Delta Now Enthusiastically Supports Government Subsidies, Industrial Policy

Delta Air Lines has plenty of cash. They never furloughed any employees. Travel is recovering and they’re expecting to return to profitability this summer. They’re even making large bonus payments to management employees.

Against this backdrop, Hunter Keay from Wolfe Research asked Delta CEO Ed Bastian during the airline’s earnings call whether they would turn down ‘PSP3’ the third government airline bailout that will offer them about $3 billion in exchange for continuing to pay employees through September.

Bastian’s reply was succinct: “we don’t anticipate turning that down, no”

For Delta this is basically $3 billion in free money, with restrictions on top executive pay and share buybacks through September and the need to offer the government a small portion of the bailout back in the form of stock warrants.

The largest U.S. airlines, led by Delta, ran a years-long campaign to get the U.S. government to limit flights by Emirates, Etihad, and Qatar. They expressly sought to limit customer choice and raise fares. Their argument was predicated on the idea that those Gulf carriers were supported by their governments, and what they wanted was a free market in air travel without subsidies.

Last month Delta did an about face with Bastian declaring that the strength of the U.S. airline industry is because of “support of Congress.”

During the earnings call Bastian underscoreed that U.S. airlines are doing better than international partners because other countries have failed to provide subsidies to the same extent that the U.S. government has. And he credited the lack of U.S. airline bankruptcies to “to the government support..as a national priority”

Yet an analyst asked later in the call whether the massive subsidies Delta has received in the past year changes the airline’s position of subsidies for international airlines, and the carrier hemmed and hawed and then said it would not, “that’s an interesting question..and certainly we’ve been dependent on the support from our government here to sustain an essential service for our country.
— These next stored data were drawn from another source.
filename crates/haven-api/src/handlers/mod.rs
pub mod stream;
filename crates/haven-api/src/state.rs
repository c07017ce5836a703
use haven::{Companion, User};
use std::sync::Arc;

use crate::config::Config;
use crate::error::{ApiError, ApiResult};

/// Shared application state passed to all handlers
///
/// The companion owns the session and every chat; handlers only talk to it.
#[derive(Clone)]
pub struct AppState {
    pub config: Arc<Config>,
    pub companion: Companion,
}

impl AppState {
    pub fn new(config: Config, companion: Companion) -> Self {
        Self {
            config: Arc::new(config),
            companion,
        }
    }

    /// The signed-in user, or `401` for chat routes
    pub async fn require_user(&self) -> ApiResult<User> {
        self.companion
            .current_user()
            .await
            .ok_or(ApiError::Unauthorized)
    }
}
I don’t know what that means for the long-term.”

Finally they settled on the argument that Mideast subsidies are fundamentally different because they were meant to ‘grow’ their economies not to ‘sustain’ them. So “I don’t think it changes the character of what our issues were in the past.” Of course government protection for U.S. airlines is just another form of subsidy but it falls on the back of consumers rather than taxpayers.

About Gary Leff

Gary Leff is one of the foremost experts in the field of miles, points, and frequent business travel - a topic he has covered since 2002. Co-founder of frequent flyer community InsideFlyer.com, emcee of the Freddie Awards, and named one of the "World's Top Travel Experts" by Conde' Nast Traveler (2010-Present) Gary has been a guest on most major news media, profiled in several top print publications, and published broadly on the topic of consumer loyalty. More About Gary »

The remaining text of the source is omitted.